Evlenmiş. Üç çocuğu var. Kızının adı Dünya. Hem Türkçe, hem Kürtçe öğretmiş kızına Almancanın yanında. Sabah erkenden açtığı döner tezgahında ateşin karşısında ter döküyor.
- Burada da en büyük rakibimiz ABD. Ama kavgayı biz kazandık. Almanya'da McDonalds'ı tarihe gömdük. Türkiyelisi, Bosnalısı, İranlısı el ele verdik.
Bir yandan konuşuyor, bir yandan döner kesiyor.
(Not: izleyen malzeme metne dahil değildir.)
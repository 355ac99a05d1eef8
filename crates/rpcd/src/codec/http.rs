//! JSON-RPC carried in HTTP/1.x `POST` bodies.

use std::io::{BufRead, Write};

use base64::Engine as _;
use base64::engine::general_purpose::STANDARD;
use percent_encoding::percent_decode_str;
use rpcd_core::{Credentials, Request};
use rpcd_types::{ErrorCode, RpcError, Value};
use tracing::debug;

use super::json::{encode_envelope, request_from_document};
use super::{Budget, CODEC_TARGET, CodecError, ReadOutcome, WireCodec, is_blank};

const CONTENT_TYPE: &str = "application/json-rpc";

/// HTTP framing.
///
/// Requests are `POST`s whose body is one JSON-RPC object. HTTP Basic
/// credentials become the request's claimed identity and the first segment
/// of the URI path, when present, selects the service. Other methods are
/// answered with an invalid-request error.
#[derive(Debug, Clone)]
pub struct HttpCodec {
    realm: String,
}

impl HttpCodec {
    /// Builds a codec that names `realm` in authentication challenges.
    #[must_use]
    pub fn new(realm: impl Into<String>) -> Self {
        Self {
            realm: realm.into(),
        }
    }
}

/// Request line and headers of one HTTP message.
#[derive(Debug)]
struct Head {
    method: String,
    uri: String,
    version: String,
    headers: Vec<(String, String)>,
}

impl Head {
    fn header(&self, name: &str) -> Option<&str> {
        self.headers
            .iter()
            .rev()
            .find(|(key, _)| key.eq_ignore_ascii_case(name))
            .map(|(_, value)| value.as_str())
    }

    fn has_token(&self, name: &str, token: &str) -> bool {
        self.header(name).is_some_and(|value| {
            value
                .split(',')
                .any(|part| part.trim().eq_ignore_ascii_case(token))
        })
    }

    /// HTTP/1.1 keeps connections open unless told otherwise; HTTP/1.0 only
    /// when asked to.
    fn closes_connection(&self) -> bool {
        if self.has_token("connection", "close") {
            return true;
        }
        self.version.eq_ignore_ascii_case("HTTP/1.0") && !self.has_token("connection", "keep-alive")
    }

    fn credentials(&self) -> Option<Credentials> {
        let (scheme, encoded) = self.header("authorization")?.trim().split_once(' ')?;
        if !scheme.eq_ignore_ascii_case("basic") {
            return None;
        }
        let decoded = STANDARD.decode(encoded.trim()).ok()?;
        let text = String::from_utf8(decoded).ok()?;
        let (user, password) = text.split_once(':')?;
        Some(Credentials::new(user, password))
    }

    /// First path segment, percent-decoded.
    fn service(&self) -> Option<String> {
        let path = self.uri.split(['?', '#']).next().unwrap_or_default();
        let segment = path.trim_start_matches('/').split('/').next()?;
        if segment.is_empty() {
            return None;
        }
        percent_decode_str(segment)
            .decode_utf8()
            .ok()
            .map(|decoded| decoded.into_owned())
    }

    /// Declared body length; `None` when the header is not a number.
    fn content_length(&self) -> Option<usize> {
        self.header("content-length")
            .map_or(Some(0), |value| value.trim().parse().ok())
    }
}

impl WireCodec for HttpCodec {
    fn read_request(&self, reader: &mut dyn BufRead) -> Result<ReadOutcome, CodecError> {
        let mut budget = Budget::new();
        let head = match read_head(reader, &mut budget)? {
            Framing::Head(head) => head,
            Framing::Broken => return Ok(closing(ReadOutcome::malformed(ErrorCode::InvalidRequest))),
            Framing::EndOfStream => return Ok(ReadOutcome::EndOfStream),
        };
        let Some(length) = head.content_length() else {
            return Ok(closing(ReadOutcome::malformed(ErrorCode::InvalidRequest)));
        };
        let body = budget.read_exact(reader, length)?;

        let outcome = if head.method.eq_ignore_ascii_case("POST") {
            parse_body(&body)
        } else {
            debug!(target: CODEC_TARGET, method = %head.method, uri = %head.uri, "unsupported HTTP method");
            ReadOutcome::Malformed(Request::failed(
                RpcError::from_code(ErrorCode::InvalidRequest).with_data(head.method.clone()),
            ))
        };
        Ok(attach_transport(outcome, &head))
    }

    fn write_reply(&self, writer: &mut dyn Write, request: &Request) -> Result<(), CodecError> {
        let mut body = encode_envelope(request)?;
        body.push('\n');
        let (status, reason) = status_for(request);

        let mut head = format!("HTTP/1.1 {status} {reason}\r\n");
        head.push_str(&format!("Content-Type: {CONTENT_TYPE}\r\n"));
        head.push_str(&format!("Content-Length: {}\r\n", body.len()));
        if status == 401 {
            head.push_str(&format!(
                "WWW-Authenticate: Basic realm=\"{}\"\r\n",
                self.realm
            ));
        }
        let connection = if request.is_last() { "close" } else { "keep-alive" };
        head.push_str(&format!("Connection: {connection}\r\n\r\n"));

        writer.write_all(head.as_bytes())?;
        writer.write_all(body.as_bytes())?;
        writer.flush()?;
        Ok(())
    }
}

enum Framing {
    Head(Head),
    Broken,
    EndOfStream,
}

/// Reads the request line and headers.
fn read_head(reader: &mut dyn BufRead, budget: &mut Budget) -> Result<Framing, CodecError> {
    let mut line = String::new();
    loop {
        if !budget.read_line(reader, &mut line)? {
            return Ok(Framing::EndOfStream);
        }
        if !is_blank(&line) {
            break;
        }
    }
    let mut parts = line.split_whitespace();
    let (Some(method), Some(uri), Some(version), None) =
        (parts.next(), parts.next(), parts.next(), parts.next())
    else {
        debug!(target: CODEC_TARGET, line = line.trim_end(), "malformed HTTP request line");
        return Ok(Framing::Broken);
    };
    let mut head = Head {
        method: method.to_owned(),
        uri: uri.to_owned(),
        version: version.to_owned(),
        headers: Vec::new(),
    };

    let mut malformed = false;
    while budget.read_line(reader, &mut line)? && !is_blank(&line) {
        match line.split_once(':') {
            Some((name, value)) if !name.trim().is_empty() => head
                .headers
                .push((name.trim().to_owned(), value.trim().to_owned())),
            _ => malformed = true,
        }
    }
    if malformed {
        debug!(target: CODEC_TARGET, uri = %head.uri, "malformed HTTP header");
        return Ok(Framing::Broken);
    }
    Ok(Framing::Head(head))
}

fn parse_body(body: &[u8]) -> ReadOutcome {
    serde_json::from_slice::<serde_json::Value>(body).map_or_else(
        |error| {
            debug!(target: CODEC_TARGET, %error, "unparseable HTTP body");
            ReadOutcome::malformed(ErrorCode::ParseError)
        },
        request_from_document,
    )
}

/// Copies headers, credentials, the URI and the connection policy onto the
/// request. A service named in the URI wins over one in the body.
fn attach_transport(mut outcome: ReadOutcome, head: &Head) -> ReadOutcome {
    if let Some(request) = outcome.request_mut() {
        for (name, value) in &head.headers {
            request.insert_header(name, value.clone());
        }
        request.set_uri(head.uri.clone());
        request.set_credentials(head.credentials());
        if let Some(service) = head.service() {
            request.set_service(Some(service));
        }
        request.set_last(head.closes_connection());
    }
    outcome
}

/// Marks an outcome as the last on its connection.
const fn closing(mut outcome: ReadOutcome) -> ReadOutcome {
    if let Some(request) = outcome.request_mut() {
        request.set_last(true);
    }
    outcome
}

/// Maps a reply to an HTTP status.
///
/// Access denials answer 401 when no credentials were offered at all, so
/// clients can retry with a challenge response, and 403 otherwise.
fn status_for(request: &Request) -> (u16, &'static str) {
    let reply = request.final_reply();
    let Some(error) = reply.as_error() else {
        return (200, "OK");
    };
    match error.error_code() {
        Some(
            ErrorCode::ParseError
            | ErrorCode::InvalidRequest
            | ErrorCode::InvalidParams
            | ErrorCode::InvalidInput,
        ) => (400, "Bad Request"),
        Some(ErrorCode::AccessDenied) if request.credentials().is_none() => (401, "Unauthorized"),
        Some(ErrorCode::AccessDenied) => (403, "Forbidden"),
        Some(ErrorCode::MethodNotFound) => (404, "Not Found"),
        _ => (500, "Internal Server Error"),
    }
}
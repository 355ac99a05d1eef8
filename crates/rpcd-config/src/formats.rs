//! Enumerated format choices: log output and the wire protocol.

use serde::{Deserialize, Serialize};
use strum::{Display, EnumString};

/// Log output formats.
#[derive(
    Debug, Clone, Copy, Default, Deserialize, Serialize, PartialEq, Eq, EnumString, Display,
)]
#[serde(rename_all = "snake_case")]
#[strum(serialize_all = "snake_case", ascii_case_insensitive)]
pub enum LogFormat {
    /// One JSON object per event.
    #[default]
    Json,
    /// Single-line human-readable output.
    Compact,
}

/// Request reader and reply writer pair used on every connection.
#[derive(
    Debug, Clone, Copy, Default, Deserialize, Serialize, PartialEq, Eq, Hash, EnumString, Display,
)]
#[serde(rename_all = "snake_case")]
#[strum(serialize_all = "snake_case", ascii_case_insensitive)]
pub enum WireProtocol {
    /// JSON-RPC objects delimited by newlines or blank lines.
    #[default]
    Json,
    /// `key: value` blocks terminated by a blank line.
    Rfc822,
    /// JSON-RPC carried in HTTP `POST` bodies.
    Http,
}

/// Error returned when a format name is not recognised.
pub type FormatParseError = strum::ParseError;
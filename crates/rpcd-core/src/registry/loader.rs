//! Directory scanning.
//!
//! [`ModuleLoader`] turns the entries of one module directory into
//! [`Module`]s. Common-module candidates are tried first, shell and native
//! candidates ahead of script stubs; the first that loads becomes the
//! directory's common module and the rest are recorded as skipped.

use std::fs;
use std::io;
use std::sync::Arc;

use camino::{Utf8Path, Utf8PathBuf};
use rpcd_types::Map;
use tracing::{debug, warn};

use super::{Directory, SkipReason};
use crate::error::{LoadError, RegistryError};
use crate::firewall::FIREWALL_KEY;
use crate::module::{API_TAG, Module, ModuleInfo, ModuleKind, RpcModule};
use crate::native::{NativeCatalog, ScriptModule};
use crate::shell::{CommandRunner, ProcessRunner, ShellModule, ShellSettings};

const LOADER_TARGET: &str = concat!(env!("CARGO_PKG_NAME"), "::registry");

/// File stem that marks a directory's common module.
pub const COMMON_STEM: &str = "common";

/// Builds modules from directory entries.
#[derive(Clone)]
pub struct ModuleLoader {
    catalog: NativeCatalog,
    shell: Arc<ShellSettings>,
    runner: Arc<dyn CommandRunner>,
}

impl ModuleLoader {
    /// Creates a loader resolving native modules through `catalog` and
    /// running shell modules through `runner`.
    #[must_use]
    pub fn new(catalog: NativeCatalog, shell: ShellSettings, runner: Arc<dyn CommandRunner>) -> Self {
        Self {
            catalog,
            shell: Arc::new(shell),
            runner,
        }
    }

    /// A loader with the built-in native modules and real subprocesses.
    #[must_use]
    pub fn with_settings(shell: ShellSettings) -> Self {
        Self::new(NativeCatalog::builtin(), shell, Arc::new(ProcessRunner))
    }

    /// Settings shared by every shell module this loader creates.
    #[must_use]
    pub fn shell_settings(&self) -> &ShellSettings {
        &self.shell
    }

    /// Scans `path`, binding `config` to every module found.
    ///
    /// Entries are visited in sorted order. Unrecognised files are ignored;
    /// entries that look like modules but cannot be loaded are recorded in
    /// [`Directory::skipped`].
    ///
    /// # Errors
    ///
    /// Returns [`RegistryError`] when `path` is missing, is not a directory
    /// or cannot be listed, or when `require_handler` is set and no module
    /// loaded.
    pub fn scan_directory(
        &self,
        path: &Utf8Path,
        config: Map,
        require_handler: bool,
    ) -> Result<Directory, RegistryError> {
        let metadata = fs::metadata(path).map_err(|source| match source.kind() {
            io::ErrorKind::NotFound => RegistryError::MissingDirectory {
                path: path.to_path_buf(),
            },
            _ => RegistryError::ReadDirectory {
                path: path.to_path_buf(),
                source: Arc::new(source),
            },
        })?;
        if !metadata.is_dir() {
            return Err(RegistryError::NotADirectory {
                path: path.to_path_buf(),
            });
        }

        let entries = list_entries(path)?;
        let inherited = inheritable(&config);
        let mut directory = Directory::new(path, config);

        let (mut commons, others): (Vec<_>, Vec<_>) = entries
            .into_iter()
            .partition(|entry| entry.file_stem() == Some(COMMON_STEM));
        commons.sort_by_key(|entry| common_priority(entry));

        for entry in commons {
            if directory.common.is_some() {
                directory.skip(entry, SkipReason::ExtraCommon);
                continue;
            }
            match self.load_entry(&entry, &inherited) {
                Ok(Some(module)) => {
                    if module.info().kind() == ModuleKind::Script {
                        warn!(
                            target: LOADER_TARGET,
                            path = %entry,
                            "script stub became the common module; every call in this directory will fail"
                        );
                    }
                    directory.common = Some(module);
                }
                Ok(None) => {}
                Err(error) => directory.skip(entry, SkipReason::Invalid(error)),
            }
        }

        for entry in others {
            match self.load_entry(&entry, &inherited) {
                Ok(Some(module)) if directory.modules.contains_key(module.name()) => {
                    directory.skip(entry, SkipReason::DuplicateName);
                }
                Ok(Some(module)) => {
                    directory.modules.insert(module.name().to_owned(), module);
                }
                Ok(None) => {}
                Err(error) => directory.skip(entry, SkipReason::Invalid(error)),
            }
        }

        for skipped in &directory.skipped {
            warn!(
                target: LOADER_TARGET,
                path = %skipped.path,
                reason = %skipped.reason,
                "module skipped"
            );
        }
        debug!(
            target: LOADER_TARGET,
            path = %path,
            modules = directory.modules.len(),
            common = directory.common.is_some(),
            "directory scanned"
        );

        if require_handler && directory.modules.is_empty() {
            return Err(RegistryError::NoHandlers {
                path: path.to_path_buf(),
            });
        }
        Ok(directory)
    }

    /// Loads one entry, returning `None` for files that are not modules.
    fn load_entry(&self, path: &Utf8Path, config: &Map) -> Result<Option<Module>, LoadError> {
        let metadata = fs::metadata(path).map_err(|source| LoadError::Metadata {
            path: path.to_path_buf(),
            source: Arc::new(source),
        })?;
        if !metadata.is_file() {
            return Ok(None);
        }
        let Some(kind) = ModuleKind::classify(path, is_executable(&metadata)) else {
            return Ok(None);
        };
        let Some(stem) = path.file_stem() else {
            return Ok(None);
        };

        let handler = self.handler_for(kind, stem)?;
        let info = ModuleInfo::new(stem, path, kind).with_config(config.clone());
        Ok(Some(Module::new(info, handler)))
    }

    fn handler_for(&self, kind: ModuleKind, stem: &str) -> Result<Box<dyn RpcModule>, LoadError> {
        match kind {
            ModuleKind::Shell => Ok(Box::new(ShellModule::new(
                Arc::clone(&self.shell),
                Arc::clone(&self.runner),
            ))),
            ModuleKind::Script => Ok(Box::new(ScriptModule)),
            ModuleKind::Native => {
                let handler = self
                    .catalog
                    .instantiate(stem)
                    .ok_or_else(|| LoadError::UnknownNative {
                        stem: stem.to_owned(),
                    })?;
                let found = handler.api_tag();
                if found != API_TAG {
                    return Err(LoadError::ApiTagMismatch {
                        stem: stem.to_owned(),
                        found,
                        expected: API_TAG,
                    });
                }
                Ok(handler)
            }
        }
    }
}

impl std::fmt::Debug for ModuleLoader {
    fn fmt(&self, f: &mut std::fmt::Formatter<'_>) -> std::fmt::Result {
        f.debug_struct("ModuleLoader")
            .field("catalog", &self.catalog)
            .field("shell", &self.shell)
            .finish_non_exhaustive()
    }
}

/// Callable kinds are tried before script stubs, which always load.
fn common_priority(path: &Utf8Path) -> u8 {
    match path.extension() {
        Some("sh") => 0,
        Some("so") => 1,
        Some("js") => 3,
        _ => 2,
    }
}

fn list_entries(path: &Utf8Path) -> Result<Vec<Utf8PathBuf>, RegistryError> {
    let read_error = |source| RegistryError::ReadDirectory {
        path: path.to_path_buf(),
        source: Arc::new(source),
    };
    let mut entries = Vec::new();
    for dir_entry in fs::read_dir(path).map_err(read_error)? {
        match Utf8PathBuf::from_path_buf(dir_entry.map_err(read_error)?.path()) {
            Ok(entry) => entries.push(entry),
            Err(other) => debug!(
                target: LOADER_TARGET,
                path = %other.display(),
                "ignoring entry with a non UTF-8 name"
            ),
        }
    }
    entries.sort();
    Ok(entries)
}

/// Copies a directory or service fragment without its firewall rules, which
/// only apply at the level that declares them.
pub(super) fn inheritable(config: &Map) -> Map {
    config
        .iter()
        .filter(|(key, _)| *key != FIREWALL_KEY)
        .map(|(key, value)| (key.clone(), value.clone()))
        .collect()
}

#[cfg(unix)]
fn is_executable(metadata: &fs::Metadata) -> bool {
    use std::os::unix::fs::PermissionsExt;
    metadata.permissions().mode() & 0o111 != 0
}

#[cfg(not(unix))]
const fn is_executable(_metadata: &fs::Metadata) -> bool {
    true
}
Gözünün bir ucuyla da Evrensel'in Almanca sayfasında gençlerin resimlerini izliyor.
- Ne güzel işte, biz hep bunu istedik. Kızlar, erkekler hep birlikte. Toplumun yarısını, kadınlarını yaşamın dışına iten bir rejimin halkına verebileceği güzellik olabilir mi? Bu rejim olsa olsa baştaki birkaç eşkıya ve onlara çanak tutan asalak takımın geçici cenneti olabilir. Şimdi sözde ilericiler İran'da harekete geçiyorlarmış. Yalan... İlerici dediklerinin ellerinde bizim kanlarımız var. Bu kavga gerici ve daha gerici kavgası. Evet, şah kötüydü ama o rejimi devirme gücümüz daha fazlaydı. Hiç değilse kadınlar özgürdü. Şimdi bu sahte imamları oradan uzaklaştırmak için çok şeyler yapmamız gerekiyor. Ama durmuyoruz. Başaracağız.
Heyecanlanıyor birden.
- Biz bir şey öğrendik ustaların kitaplarından. Tüm bölünmeler yapaydır. İnsanlık tek hücreden gelmiş, çalışanlar ve sömürenler olarak zamanla ikiye ayrılmışlar. Bu nedenle benim etnik kimliğim yoktur. Söylemeye utanırım. Benim dini kimliğim de yoktur. Söylemeye utanırım. Ben sosyalistim. Tüm dünya tek bir dili, işçilerin dilini konuşuncaya, tüm dünya tek bir şeye, sosyalizme inanıncaya kadar çalışacağım. Bu nedenle kızımın adı Dünya.
ARİF NACAROĞLU
ÖNCEKİ HABER

‘Efes Pilsen World Cup 8’, 26 Ağustos’ta başlayacak

SONRAKİ HABER

Depremi sallıyoruz/ depremi solluyoruz

Sefer Selvi Karikatürleri
Evrensel Gazetesi Birinci Sayfa
Evrensel Ege Sayfaları
EVRENSEL EGE

Ege'den daha fazla haber, röportaj, mektup, analiz ve köşe yazısı...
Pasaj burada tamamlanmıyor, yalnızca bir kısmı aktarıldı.